§ YOUR GOAL:
Copy out the entries below exactly as they stand, but only from the line containing "self.config.ttl = ttl;" through the line containing "back through the".

§ Records from a collection:
━━━━━━━━━━

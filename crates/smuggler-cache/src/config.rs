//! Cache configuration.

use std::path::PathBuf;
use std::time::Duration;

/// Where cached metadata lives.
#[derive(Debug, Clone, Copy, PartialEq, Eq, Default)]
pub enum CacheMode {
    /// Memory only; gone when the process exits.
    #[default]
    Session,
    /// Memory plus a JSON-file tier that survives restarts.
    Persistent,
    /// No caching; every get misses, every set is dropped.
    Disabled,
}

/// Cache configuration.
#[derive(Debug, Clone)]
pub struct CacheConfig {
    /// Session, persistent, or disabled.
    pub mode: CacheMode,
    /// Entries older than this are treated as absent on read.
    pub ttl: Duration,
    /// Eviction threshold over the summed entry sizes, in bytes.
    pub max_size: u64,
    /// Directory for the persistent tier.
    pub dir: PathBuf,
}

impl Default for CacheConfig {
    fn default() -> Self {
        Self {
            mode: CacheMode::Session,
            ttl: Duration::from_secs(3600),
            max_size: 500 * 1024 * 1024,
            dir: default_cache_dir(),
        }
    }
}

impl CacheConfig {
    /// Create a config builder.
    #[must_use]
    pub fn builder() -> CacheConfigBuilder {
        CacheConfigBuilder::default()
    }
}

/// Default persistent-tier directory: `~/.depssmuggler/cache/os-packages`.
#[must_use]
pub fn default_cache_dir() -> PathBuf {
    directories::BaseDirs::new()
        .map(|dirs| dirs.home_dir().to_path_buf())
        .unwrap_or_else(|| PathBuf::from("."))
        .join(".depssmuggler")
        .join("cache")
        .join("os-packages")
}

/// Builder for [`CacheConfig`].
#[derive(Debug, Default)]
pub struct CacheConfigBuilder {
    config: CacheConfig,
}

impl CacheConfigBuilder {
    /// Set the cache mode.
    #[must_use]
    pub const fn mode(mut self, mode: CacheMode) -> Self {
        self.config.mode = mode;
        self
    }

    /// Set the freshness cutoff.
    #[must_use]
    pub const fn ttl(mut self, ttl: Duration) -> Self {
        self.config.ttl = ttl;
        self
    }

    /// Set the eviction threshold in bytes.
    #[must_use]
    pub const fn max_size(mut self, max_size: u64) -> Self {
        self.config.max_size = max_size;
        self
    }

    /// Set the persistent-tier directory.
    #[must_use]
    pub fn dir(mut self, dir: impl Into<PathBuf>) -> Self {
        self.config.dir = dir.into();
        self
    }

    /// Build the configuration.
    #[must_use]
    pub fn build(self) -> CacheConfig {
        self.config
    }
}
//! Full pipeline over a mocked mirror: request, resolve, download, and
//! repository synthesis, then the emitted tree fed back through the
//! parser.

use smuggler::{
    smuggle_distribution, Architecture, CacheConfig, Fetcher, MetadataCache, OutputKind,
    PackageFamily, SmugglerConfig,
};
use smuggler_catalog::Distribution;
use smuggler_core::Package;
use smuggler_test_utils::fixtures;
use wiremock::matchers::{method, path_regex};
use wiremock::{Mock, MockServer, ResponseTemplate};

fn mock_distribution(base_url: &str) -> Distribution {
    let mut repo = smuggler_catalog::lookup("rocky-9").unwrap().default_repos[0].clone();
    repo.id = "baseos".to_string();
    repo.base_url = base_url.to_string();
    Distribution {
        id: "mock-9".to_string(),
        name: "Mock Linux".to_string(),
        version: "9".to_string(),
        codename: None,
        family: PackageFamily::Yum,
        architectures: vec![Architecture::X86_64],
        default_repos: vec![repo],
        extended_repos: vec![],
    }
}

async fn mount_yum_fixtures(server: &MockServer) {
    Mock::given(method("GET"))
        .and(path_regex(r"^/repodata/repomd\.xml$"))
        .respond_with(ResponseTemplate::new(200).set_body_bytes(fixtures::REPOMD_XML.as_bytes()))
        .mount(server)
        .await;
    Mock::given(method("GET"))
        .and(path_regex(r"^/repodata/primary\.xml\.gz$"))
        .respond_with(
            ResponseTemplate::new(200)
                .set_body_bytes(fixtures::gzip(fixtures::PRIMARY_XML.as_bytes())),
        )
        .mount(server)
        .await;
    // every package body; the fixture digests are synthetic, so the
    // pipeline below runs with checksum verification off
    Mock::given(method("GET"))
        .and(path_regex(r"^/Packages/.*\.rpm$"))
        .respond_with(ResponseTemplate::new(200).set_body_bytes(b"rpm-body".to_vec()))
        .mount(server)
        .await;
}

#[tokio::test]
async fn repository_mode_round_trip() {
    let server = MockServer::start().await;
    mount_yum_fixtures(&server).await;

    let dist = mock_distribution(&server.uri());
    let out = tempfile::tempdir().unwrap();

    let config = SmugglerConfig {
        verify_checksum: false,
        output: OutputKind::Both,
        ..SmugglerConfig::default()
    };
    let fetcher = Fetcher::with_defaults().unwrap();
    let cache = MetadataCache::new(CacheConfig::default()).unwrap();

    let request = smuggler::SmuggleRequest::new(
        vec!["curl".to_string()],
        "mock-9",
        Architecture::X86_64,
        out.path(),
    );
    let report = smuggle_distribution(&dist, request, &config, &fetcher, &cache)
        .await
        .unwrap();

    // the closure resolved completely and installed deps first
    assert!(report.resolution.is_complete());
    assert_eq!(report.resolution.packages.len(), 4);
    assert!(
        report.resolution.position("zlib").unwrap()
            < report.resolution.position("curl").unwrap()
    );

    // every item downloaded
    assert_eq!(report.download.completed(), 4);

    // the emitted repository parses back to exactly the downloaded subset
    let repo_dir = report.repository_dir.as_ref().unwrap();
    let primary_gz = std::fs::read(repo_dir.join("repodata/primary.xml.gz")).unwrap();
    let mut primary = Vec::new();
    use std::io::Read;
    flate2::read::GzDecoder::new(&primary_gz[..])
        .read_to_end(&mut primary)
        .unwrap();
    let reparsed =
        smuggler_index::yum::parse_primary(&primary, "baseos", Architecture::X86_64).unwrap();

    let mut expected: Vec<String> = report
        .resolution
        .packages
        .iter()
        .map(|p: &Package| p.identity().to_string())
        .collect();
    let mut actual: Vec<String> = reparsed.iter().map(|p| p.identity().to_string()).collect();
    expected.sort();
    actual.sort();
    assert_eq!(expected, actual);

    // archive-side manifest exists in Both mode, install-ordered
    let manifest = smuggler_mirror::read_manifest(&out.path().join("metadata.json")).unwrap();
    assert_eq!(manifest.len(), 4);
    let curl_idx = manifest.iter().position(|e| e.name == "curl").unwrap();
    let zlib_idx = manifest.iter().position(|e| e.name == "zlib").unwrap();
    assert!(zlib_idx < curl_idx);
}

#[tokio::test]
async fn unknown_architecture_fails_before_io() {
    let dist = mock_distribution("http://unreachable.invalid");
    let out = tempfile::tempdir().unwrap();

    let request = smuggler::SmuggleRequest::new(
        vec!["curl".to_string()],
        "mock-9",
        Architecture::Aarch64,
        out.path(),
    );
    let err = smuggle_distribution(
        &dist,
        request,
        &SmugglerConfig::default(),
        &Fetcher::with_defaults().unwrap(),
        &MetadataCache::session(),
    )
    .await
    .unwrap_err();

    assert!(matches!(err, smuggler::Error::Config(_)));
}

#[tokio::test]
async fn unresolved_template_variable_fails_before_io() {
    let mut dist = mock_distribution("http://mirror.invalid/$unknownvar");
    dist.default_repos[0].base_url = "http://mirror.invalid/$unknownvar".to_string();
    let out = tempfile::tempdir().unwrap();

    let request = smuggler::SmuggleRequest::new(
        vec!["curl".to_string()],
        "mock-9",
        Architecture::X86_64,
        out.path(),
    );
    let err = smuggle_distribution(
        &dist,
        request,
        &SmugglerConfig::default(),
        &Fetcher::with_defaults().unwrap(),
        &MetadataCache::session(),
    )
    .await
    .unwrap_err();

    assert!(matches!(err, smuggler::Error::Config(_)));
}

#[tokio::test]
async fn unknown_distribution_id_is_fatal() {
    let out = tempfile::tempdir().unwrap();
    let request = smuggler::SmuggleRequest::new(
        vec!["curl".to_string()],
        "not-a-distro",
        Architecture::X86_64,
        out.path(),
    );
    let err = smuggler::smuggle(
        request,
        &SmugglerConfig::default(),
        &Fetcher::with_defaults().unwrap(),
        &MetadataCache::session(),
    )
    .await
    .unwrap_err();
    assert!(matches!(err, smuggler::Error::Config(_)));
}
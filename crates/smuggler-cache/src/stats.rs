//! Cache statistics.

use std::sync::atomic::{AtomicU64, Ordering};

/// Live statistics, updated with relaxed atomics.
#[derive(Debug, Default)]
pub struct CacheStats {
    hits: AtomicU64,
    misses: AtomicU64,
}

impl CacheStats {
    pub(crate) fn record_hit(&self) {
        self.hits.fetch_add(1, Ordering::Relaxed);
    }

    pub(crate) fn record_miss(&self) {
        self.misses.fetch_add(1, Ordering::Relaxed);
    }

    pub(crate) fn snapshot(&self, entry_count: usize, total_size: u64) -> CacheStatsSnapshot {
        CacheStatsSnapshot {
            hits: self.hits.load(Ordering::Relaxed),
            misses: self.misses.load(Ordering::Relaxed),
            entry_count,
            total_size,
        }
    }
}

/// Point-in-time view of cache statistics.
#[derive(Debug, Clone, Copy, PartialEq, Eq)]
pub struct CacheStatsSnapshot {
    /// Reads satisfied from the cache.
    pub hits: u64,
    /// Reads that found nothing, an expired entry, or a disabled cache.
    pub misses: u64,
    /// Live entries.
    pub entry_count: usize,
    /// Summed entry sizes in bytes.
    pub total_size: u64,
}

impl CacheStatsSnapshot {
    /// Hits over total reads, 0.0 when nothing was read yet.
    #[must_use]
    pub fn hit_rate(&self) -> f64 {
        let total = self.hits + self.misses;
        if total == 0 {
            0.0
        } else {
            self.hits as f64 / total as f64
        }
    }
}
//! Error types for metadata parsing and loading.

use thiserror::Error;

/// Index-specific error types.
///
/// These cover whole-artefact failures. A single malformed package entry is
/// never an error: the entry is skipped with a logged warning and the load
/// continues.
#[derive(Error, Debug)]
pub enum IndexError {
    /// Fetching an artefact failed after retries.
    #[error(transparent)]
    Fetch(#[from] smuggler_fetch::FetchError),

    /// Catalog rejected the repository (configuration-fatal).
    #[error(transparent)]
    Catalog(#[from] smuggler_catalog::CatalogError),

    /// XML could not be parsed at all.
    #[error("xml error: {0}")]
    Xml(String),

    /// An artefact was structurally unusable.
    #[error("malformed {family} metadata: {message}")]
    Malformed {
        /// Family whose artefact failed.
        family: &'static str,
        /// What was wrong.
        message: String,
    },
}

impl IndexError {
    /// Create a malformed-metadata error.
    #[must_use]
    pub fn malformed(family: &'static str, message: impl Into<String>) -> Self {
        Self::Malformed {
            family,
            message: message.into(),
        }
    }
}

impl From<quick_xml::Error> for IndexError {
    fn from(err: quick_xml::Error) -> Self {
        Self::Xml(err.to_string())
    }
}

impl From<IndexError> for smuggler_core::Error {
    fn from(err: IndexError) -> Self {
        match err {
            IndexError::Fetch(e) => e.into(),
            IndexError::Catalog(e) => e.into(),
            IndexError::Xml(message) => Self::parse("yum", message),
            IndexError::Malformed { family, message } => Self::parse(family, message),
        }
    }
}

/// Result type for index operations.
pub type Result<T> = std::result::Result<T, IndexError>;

━━━━━━━━━━

§ TASK OUTPUT:
        self.config.ttl = ttl;
        self
    }

    /// Set the eviction threshold in bytes.
    #[must_use]
    pub const fn max_size(mut self, max_size: u64) -> Self {
        self.config.max_size = max_size;
        self
    }

    /// Set the persistent-tier directory.
    #[must_use]
    pub fn dir(mut self, dir: impl Into<PathBuf>) -> Self {
        self.config.dir = dir.into();
        self
    }

    /// Build the configuration.
    #[must_use]
    pub fn build(self) -> CacheConfig {
        self.config
    }
}
//! Full pipeline over a mocked mirror: request, resolve, download, and
//! repository synthesis, then the emitted tree fed back through the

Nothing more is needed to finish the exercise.